But these men stayed in the oasis only long enough to eat to repletion. And they might not have halted for even that long, except that our foodstuffs, unappealing though they were, must have seemed real viands and delicacies to the Mongols, for these men carried no traveling rations at all except strips of jerked horsemeat like rawhide bootlaces. My father and uncle, to judge from their gesturings, were cordially and almost insistently inviting the newcomers to rest for a while, but the Mongols only shook their shaggy heads and grunted as they devoured mutton and cheese and fruits. Then they rose, belched appreciatively, gathered up the reins of their horses and remounted.
The horses rather resembled the men, being exceptionally shaggy and wild-looking and almost as small as the hinna’ed horses of Baghdad, but much more stocky and muscular. They were crusted with dried foam and dust, from having been hard ridden, but they acted as eager as their riders to be off and going again. One of the Mongols, from his saddle, jabbered to my father a lengthy speech that sounded monitory. Then they all tugged their mounts’ heads around, and cantered off southwestward, and almost instantly they were gone from our sight into the foggy dark, and the creak and jingle of their arms and harness was as instantly gone from our hearing.
“That was a military patrol,” my father made haste to tell us, perceiving that Nostril and Aziz looked quite frightened. “It seems that some bandits have lately been, er, active in this desert, and the Ilkhan Abagha desires to have them brought quickly to justice.

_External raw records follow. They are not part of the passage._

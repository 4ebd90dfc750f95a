// ==========================================
// 订舱履约核心 - 单证版本日志仓储
// ==========================================
// 红线: 只追加，不更新、不删除
// 红线: (document_kind, document_id, seq_no) 唯一，seq_no 从 1 连续递增
// ==========================================

use crate::domain::document::DocumentVersion;
use crate::domain::types::{DocumentKind, SnapshotKind};
use crate::repository::error::{RepositoryError, RepositoryResult};
use crate::repository::row_utils::{fmt_ts, get_enum, get_ts};
use rusqlite::{params, Connection, Transaction};
use std::sync::{Arc, Mutex};

pub struct DocumentVersionRepository {
    conn: Arc<Mutex<Connection>>,
}

impl DocumentVersionRepository {
    pub fn new(conn: Arc<Mutex<Connection>>) -> Self {
        Self { conn }
    }

    fn get_conn(&self) -> RepositoryResult<std::sync::MutexGuard<Connection>> {
        self.conn
            .lock()
            .map_err(|e| RepositoryError::LockError(e.to_string()))
    }

    /// 下一个可用序号
    pub fn next_seq_tx(conn: &Connection, kind: DocumentKind, document_id: &str) -> RepositoryResult<i64> {
        let max: Option<i64> = conn.query_row(
            "SELECT MAX(seq_no) FROM document_version WHERE document_kind = ?1 AND document_id = ?2",
            params![kind.as_str(), document_id],
            |row| row.get(0),
        )?;
        Ok(max.unwrap_or(0) + 1)
    }

    /// 追加一条版本记录
    pub fn append_tx(tx: &Transaction, version: &DocumentVersion) -> RepositoryResult<()> {
        let snapshot_json = serde_json::to_string(&version.snapshot)?;
        tx.execute(
            r#"INSERT INTO document_version (
                version_id, document_kind, document_id, seq_no,
                snapshot_kind, snapshot_json, actor, created_at
            ) VALUES (?1, ?2, ?3, ?4, ?5, ?6, ?7, ?8)"#,
            params![
                version.version_id,
                version.document_kind.as_str(),
                version.document_id,
                version.seq_no,
                version.snapshot_kind.as_str(),
                snapshot_json,
                version.actor,
                fmt_ts(version.created_at),
            ],
        )?;
        Ok(())
    }

    /// 单证的完整版本历史（seq_no 升序）
    pub fn list_by_document(
        &self,
        kind: DocumentKind,
        document_id: &str,
    ) -> RepositoryResult<Vec<DocumentVersion>> {
        let conn = self.get_conn()?;
        let mut stmt = conn.prepare(
            r#"SELECT version_id, document_kind, document_id, seq_no,
                      snapshot_kind, snapshot_json, actor, created_at
               FROM document_version
               WHERE document_kind = ?1 AND document_id = ?2
               ORDER BY seq_no"#,
        )?;

        let rows = stmt
            .query_map(params![kind.as_str(), document_id], |row| {
                let raw: String = row.get(5)?;
                Ok((
                    DocumentVersion {
                        version_id: row.get(0)?,
                        document_kind: get_enum(row, 1, DocumentKind::parse)?,
                        document_id: row.get(2)?,
                        seq_no: row.get(3)?,
                        snapshot_kind: get_enum(row, 4, SnapshotKind::parse)?,
                        snapshot: serde_json::Value::Null,
                        actor: row.get(6)?,
                        created_at: get_ts(row, 7)?,
                    },
                    raw,
                ))
            })?
            .collect::<Result<Vec<_>, _>>()?;

        rows.into_iter()
            .map(|(mut version, raw)| -> RepositoryResult<DocumentVersion> {
                version.snapshot = serde_json::from_str(&raw)?;
                Ok(version)
            })
            .collect()
    }
}

#[cfg(test)]
mod tests {
    use super::*;
    use chrono::{NaiveDate, NaiveDateTime};

    fn ts() -> NaiveDateTime {
        NaiveDate::from_ymd_opt(2026, 3, 3)
            .unwrap()
            .and_hms_opt(8, 0, 0)
            .unwrap()
    }

    fn version(seq: i64, kind: SnapshotKind) -> DocumentVersion {
        DocumentVersion {
            version_id: format!("V{}", seq),
            document_kind: DocumentKind::BlDraft,
            document_id: "D1".to_string(),
            seq_no: seq,
            snapshot_kind: kind,
            snapshot: serde_json::json!({ "seq": seq }),
            actor: "ops".to_string(),
            created_at: ts(),
        }
    }

    #[test]
    fn test_append_and_list_in_seq_order() {
        let conn = Connection::open_in_memory().unwrap();
        crate::db::ensure_schema(&conn).unwrap();
        let shared = Arc::new(Mutex::new(conn));
        let repo = DocumentVersionRepository::new(shared.clone());

        {
            let mut guard = shared.lock().unwrap();
            let tx = guard.transaction().unwrap();
            assert_eq!(
                DocumentVersionRepository::next_seq_tx(&tx, DocumentKind::BlDraft, "D1").unwrap(),
                1
            );
            DocumentVersionRepository::append_tx(&tx, &version(2, SnapshotKind::PostEdit)).unwrap();
            DocumentVersionRepository::append_tx(&tx, &version(1, SnapshotKind::PreEdit)).unwrap();
            assert_eq!(
                DocumentVersionRepository::next_seq_tx(&tx, DocumentKind::BlDraft, "D1").unwrap(),
                3
            );
            tx.commit().unwrap();
        }

        let history = repo.list_by_document(DocumentKind::BlDraft, "D1").unwrap();
        assert_eq!(history.len(), 2);
        assert_eq!(history[0].snapshot_kind, SnapshotKind::PreEdit);
        assert_eq!(history[1].snapshot["seq"], 2);
        assert!(repo
            .list_by_document(DocumentKind::VgmTransmission, "D1")
            .unwrap()
            .is_empty());
    }

    #[test]
    fn test_duplicate_seq_is_rejected() {
        let mut conn = Connection::open_in_memory().unwrap();
        crate::db::ensure_schema(&conn).unwrap();
        let tx = conn.transaction().unwrap();
        DocumentVersionRepository::append_tx(&tx, &version(1, SnapshotKind::PreEdit)).unwrap();

        let mut dup = version(1, SnapshotKind::PostEdit);
        dup.version_id = "V-dup".to_string();
        let err = DocumentVersionRepository::append_tx(&tx, &dup).unwrap_err();
        assert!(matches!(err, RepositoryError::UniqueConstraintViolation(_)));
    }
}
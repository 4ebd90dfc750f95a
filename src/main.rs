// ==========================================
// 订舱履约核心 - 命令行入口
// ==========================================
// 协议: stdin 每行一个 JSON 请求 {method, path, body, actor}
//       stdout 每行一个 JSON 响应 {status, body}
// ==========================================

use std::io::{self, BufRead, Write};

use anyhow::Context;
use freight_fulfillment::app::{get_default_db_path, handle_request, AppState, HttpRequest, HttpResponse};
use freight_fulfillment::logging;

fn main() -> anyhow::Result<()> {
    logging::init();

    tracing::info!("==================================================");
    tracing::info!("{} v{}", freight_fulfillment::APP_NAME, freight_fulfillment::VERSION);
    tracing::info!("==================================================");

    let db_path = get_default_db_path();
    tracing::info!(db_path = %db_path, "使用数据库");

    let state = AppState::new(db_path).map_err(anyhow::Error::msg).context("无法初始化AppState")?;

    let stdin = io::stdin();
    let stdout = io::stdout();
    let mut out = stdout.lock();

    for line in stdin.lock().lines() {
        let line = line.context("读取 stdin 失败")?;
        if line.trim().is_empty() {
            continue;
        }

        let response = match serde_json::from_str::<HttpRequest>(&line) {
            Ok(request) => handle_request(&state, request),
            Err(e) => {
                tracing::warn!(error = %e, "无法解析请求行");
                HttpResponse {
                    status: 400,
                    body: serde_json::json!({
                        "error": {
                            "code": "MALFORMED_REQUEST",
                            "message": format!("请求格式错误: {}", e),
                            "details": null,
                        }
                    }),
                }
            }
        };

        serde_json::to_writer(&mut out, &response).context("写出响应失败")?;
        out.write_all(b"\n")?;
        out.flush()?;
    }

    tracing::info!("stdin 已关闭，退出");
    Ok(())
}
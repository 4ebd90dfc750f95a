// ==========================================
// 订舱履约核心 - 应用状态
// ==========================================
// 职责: 管理应用级别的共享状态和API实例
// ==========================================

use std::sync::{Arc, Mutex};

use rusqlite::Connection;

use crate::api::{CroApi, DeclarationApi, DocumentApi};
use crate::config::{ConfigManager, FulfillmentConfigReader};
use crate::db::{ensure_schema, open_sqlite_connection, read_schema_version, CURRENT_SCHEMA_VERSION};
use crate::engine::{
    AllocationEngine, DeclarationFilingEngine, DetentionResolver, DocumentAmendmentEngine,
    InvoiceLedger,
};
use crate::repository::{
    ActionLogRepository, DetentionTermRepository, ReferenceLookup, SqlReferenceLookup,
};

/// 应用状态
///
/// 所有 API 共享同一个数据库连接；跨进程的写串行由 BEGIN IMMEDIATE 保证
pub struct AppState {
    /// 数据库路径
    pub db_path: String,

    /// 放箱单API
    pub cro_api: Arc<CroApi>,

    /// 单证修订API
    pub document_api: Arc<DocumentApi>,

    /// 申报API
    pub declaration_api: Arc<DeclarationApi>,

    /// 配置管理器
    pub config_manager: Arc<ConfigManager>,

    /// 操作日志仓储（用于审计追踪）
    pub action_log_repo: Arc<ActionLogRepository>,
}

impl AppState {
    /// 创建新的AppState实例
    ///
    /// # 说明
    /// 1. 打开数据库并确保表结构
    /// 2. 初始化Repository / Engine
    /// 3. 创建所有API实例
    pub fn new(db_path: String) -> Result<Self, String> {
        tracing::info!(db_path = %db_path, "初始化AppState");

        let mut conn =
            open_sqlite_connection(&db_path).map_err(|e| format!("无法打开数据库: {}", e))?;
        crate::perf::install_sqlite_tracing(&mut conn);

        match read_schema_version(&conn) {
            Ok(Some(v)) if v != CURRENT_SCHEMA_VERSION => {
                tracing::warn!(
                    found = v,
                    expected = CURRENT_SCHEMA_VERSION,
                    "schema_version 不一致，继续按当前版本运行"
                );
            }
            Ok(_) => {}
            Err(e) => tracing::warn!(error = %e, "读取 schema_version 失败"),
        }

        ensure_schema(&conn).map_err(|e| format!("初始化表结构失败: {}", e))?;

        Ok(Self::from_connection(db_path, Arc::new(Mutex::new(conn))))
    }

    /// 基于已初始化的连接装配各层
    pub fn from_connection(db_path: String, conn: Arc<Mutex<Connection>>) -> Self {
        // ==========================================
        // Repository / 配置
        // ==========================================
        let action_log_repo = Arc::new(ActionLogRepository::new(conn.clone()));
        let config_manager = Arc::new(ConfigManager::from_connection(conn.clone()));
        let config: Arc<dyn FulfillmentConfigReader> = config_manager.clone();
        let reference: Arc<dyn ReferenceLookup> = Arc::new(SqlReferenceLookup);

        // ==========================================
        // Engine
        // ==========================================
        let allocation_engine = Arc::new(AllocationEngine::new(conn.clone()));
        let detention_resolver = Arc::new(DetentionResolver::new(Arc::new(
            DetentionTermRepository::new(conn.clone()),
        )));
        let amendment_engine = Arc::new(DocumentAmendmentEngine::new(conn.clone()));
        let ledger = Arc::new(InvoiceLedger::new(conn.clone(), reference.clone()));
        let filing_engine = Arc::new(DeclarationFilingEngine::new(
            conn.clone(),
            ledger.clone(),
            reference,
        ));

        // ==========================================
        // API
        // ==========================================
        let cro_api = Arc::new(CroApi::new(
            allocation_engine,
            detention_resolver,
            config.clone(),
            action_log_repo.clone(),
        ));
        let document_api = Arc::new(DocumentApi::new(amendment_engine, action_log_repo.clone()));
        let declaration_api = Arc::new(DeclarationApi::new(
            filing_engine,
            ledger,
            config,
            action_log_repo.clone(),
        ));

        tracing::info!("AppState初始化完成");

        Self {
            db_path,
            cro_api,
            document_api,
            declaration_api,
            config_manager,
            action_log_repo,
        }
    }
}

/// 获取默认数据库路径
///
/// 优先级: FREIGHT_FULFILLMENT_DB 环境变量 > 用户本地数据目录 > 当前目录
pub fn get_default_db_path() -> String {
    if let Ok(path) = std::env::var("FREIGHT_FULFILLMENT_DB") {
        let trimmed = path.trim();
        if !trimmed.is_empty() {
            return trimmed.to_string();
        }
    }

    match dirs::data_local_dir() {
        Some(data_dir) => {
            let dir = data_dir.join("freight-fulfillment");
            if let Err(e) = std::fs::create_dir_all(&dir) {
                tracing::warn!(dir = %dir.display(), error = %e, "创建数据目录失败");
            }
            dir.join("fulfillment.db").to_string_lossy().to_string()
        }
        None => "./fulfillment.db".to_string(),
    }
}
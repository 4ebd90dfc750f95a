// ==========================================
// 订舱履约核心 - 操作日志领域模型
// ==========================================
// 红线: 所有履约写操作必须记录
// 用途: 审计追踪
// ==========================================

use chrono::NaiveDateTime;
use serde::{Deserialize, Serialize};
use serde_json::Value as JsonValue;

// ==========================================
// ActionLog - 操作日志
// ==========================================
#[derive(Debug, Clone, Serialize, Deserialize)]
pub struct ActionLog {
    pub action_id: String,
    pub booking_id: Option<String>,
    pub action_type: ActionType,
    pub action_ts: NaiveDateTime,
    pub actor: String,
    pub payload_json: Option<JsonValue>,
    pub detail: Option<String>,
}

impl ActionLog {
    pub fn new(
        booking_id: &str,
        action_type: ActionType,
        actor: &str,
        payload_json: Option<JsonValue>,
        detail: impl Into<String>,
    ) -> Self {
        Self {
            action_id: uuid::Uuid::new_v4().to_string(),
            booking_id: Some(booking_id.to_string()),
            action_type,
            action_ts: chrono::Utc::now().naive_utc(),
            actor: actor.to_string(),
            payload_json,
            detail: Some(detail.into()),
        }
    }
}

// ==========================================
// ActionType - 操作类型
// ==========================================
#[derive(Debug, Clone, Copy, PartialEq, Eq, Serialize, Deserialize)]
#[serde(rename_all = "SCREAMING_SNAKE_CASE")]
pub enum ActionType {
    AllocateRelease, // 放箱分配
    AmendRelease,    // 修改放箱单
    AmendDocument,   // 修改单证
    FileImport,      // 进口申报
    FileCustoms,     // 出口报关
}

impl ActionType {
    pub fn as_str(&self) -> &'static str {
        match self {
            ActionType::AllocateRelease => "ALLOCATE_RELEASE",
            ActionType::AmendRelease => "AMEND_RELEASE",
            ActionType::AmendDocument => "AMEND_DOCUMENT",
            ActionType::FileImport => "FILE_IMPORT",
            ActionType::FileCustoms => "FILE_CUSTOMS",
        }
    }

    pub fn parse(s: &str) -> Option<ActionType> {
        match s.trim().to_uppercase().as_str() {
            "ALLOCATE_RELEASE" => Some(ActionType::AllocateRelease),
            "AMEND_RELEASE" => Some(ActionType::AmendRelease),
            "AMEND_DOCUMENT" => Some(ActionType::AmendDocument),
            "FILE_IMPORT" => Some(ActionType::FileImport),
            "FILE_CUSTOMS" => Some(ActionType::FileCustoms),
            _ => None,
        }
    }
}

Mafìo and I, being naturally concerned for the safety of us all, tried to persuade them to stay and guard us, or even to travel for a time in our company. But they prefer to keep on the trail of the bandits, and press them hard, hoping to wear them down by thirst and hunger.”
Nostril cleared his throat and said, “Excuse me, Master Nicolò. I would of course never eavesdrop on a master, but I heard some of the conversation. Turki is one of the languages known to me, and the Mongols speak a variant of the Turki tongue. May I ask—when those Mongols mentioned bandits, did they actually say
bandits?”
“No, they used a name. A tribal name, I assume. Karauna. But I take them to be—”
“Ayee, that is what I thought I heard!” Nostril keened. “And that is what I feared I heard! May Allah preserve us!
The Karauna!”
Let me say here that almost all the languages I heard spoken from the Levant eastward, no matter how disparate they were in other respects, contained a word or word-element that was the same in all, and that was
kara.
It was variously pronounced: kara, khara, qara or k’ra, and in some languages kala, and it could have various meanings. Kara could mean black or it could mean cold or it could mean iron or it could mean evil or it could mean death—or kara could mean all those things at the same time. It might be spoken in admiration or deprecation or revilement, as for instance the Mongols were pleased to call their onetime capital city Karakoren, meaning Black Palisade, while they called a certain large and venomous spider the karakurt, meaning evil or deadly insect.
“Karauna!” Nostril repeated, almost gagging on the word. “The Black Ones, the Cold Hearts, the Iron Men, the Evil Fiends, the Death Bringers! The name is of no tribe, Master Nicolò. It was bestowed on them as a curse. The Karauna are the outcasts of other tribes—of the Turki and Kipchak of the north, the Baluchi of the south. And those peoples are bandits born, so imagine how terrible a man has to be, that he is expelled from such a tribe. Some of the Karauna are even former Mongols, and you
know
they must be loathly indeed, to be outcast by the Mongols. The Karauna are the soulless men, the most cruel and bloodthirsty and feared of all predators in these lands. Oh, my lords and masters, we are in awful danger!”
“Then let us extinguish the fire,” said Uncle Mafio. “In truth, Nico, we have been sauntering rather blithely through this desert. I will break out swords from the packs, and I suggest we begin tonight to take turns at guard.”
I volunteered to take the first watch awake, and asked Nostril how I should recognize the Karauna if they came.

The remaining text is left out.